EXERCISE DIRECTIONS → Pull every line containing the word "AddToCartParams" out of the material below.
========
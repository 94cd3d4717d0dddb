use crate::domain::catalog::value_objects::ItemId;

#[derive(Debug, PartialEq, Eq, thiserror::Error)]
pub enum CartError {
    #[error("cart.unknown_item")]
    UnknownItem(ItemId),
    #[error("cart.invalid_quantity")]
    InvalidQuantity(i64),
    #[error("cart.out_of_stock")]
    OutOfStock(ItemId),
    #[error("cart.not_for_sale")]
    NotForSale(ItemId),
}
use std::sync::{Arc, PoisonError};

use async_trait::async_trait;

use crate::domain::cart::errors::CartError;
use crate::domain::cart::model::SharedCartLedger;
use crate::domain::cart::summary::CartSummary;
use crate::domain::cart::use_cases::add::{AddToCartParams, AddToCartUseCase};
use crate::domain::logger::Logger;

pub struct AddToCartUseCaseImpl {
    pub ledger: SharedCartLedger,
    pub logger: Arc<dyn Logger>,
}

#[async_trait]
impl AddToCartUseCase for AddToCartUseCaseImpl {
    async fn execute(&self, params: AddToCartParams) -> Result<CartSummary, CartError> {
        self.logger
            .info(&format!("Adding item {} to cart", params.item_id));

        let mut ledger = self.ledger.lock().unwrap_or_else(PoisonError::into_inner);
        match ledger.add(params.item_id) {
            Ok(quantity) => {
                self.logger.info(&format!(
                    "Item {} now in cart with quantity {}",
                    params.item_id, quantity
                ));
                Ok(CartSummary::from_ledger(&ledger))
            }
            Err(err) => {
                self.logger.warn(&format!(
                    "Rejected add of item {}: {}",
                    params.item_id, err
                ));
                Err(err)
            }
        }
    }
}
========
ANSWER TO THE PROBLEM →
use crate::domain::cart::use_cases::add::{AddToCartParams, AddToCartUseCase};
    async fn execute(&self, params: AddToCartParams) -> Result<CartSummary, CartError> {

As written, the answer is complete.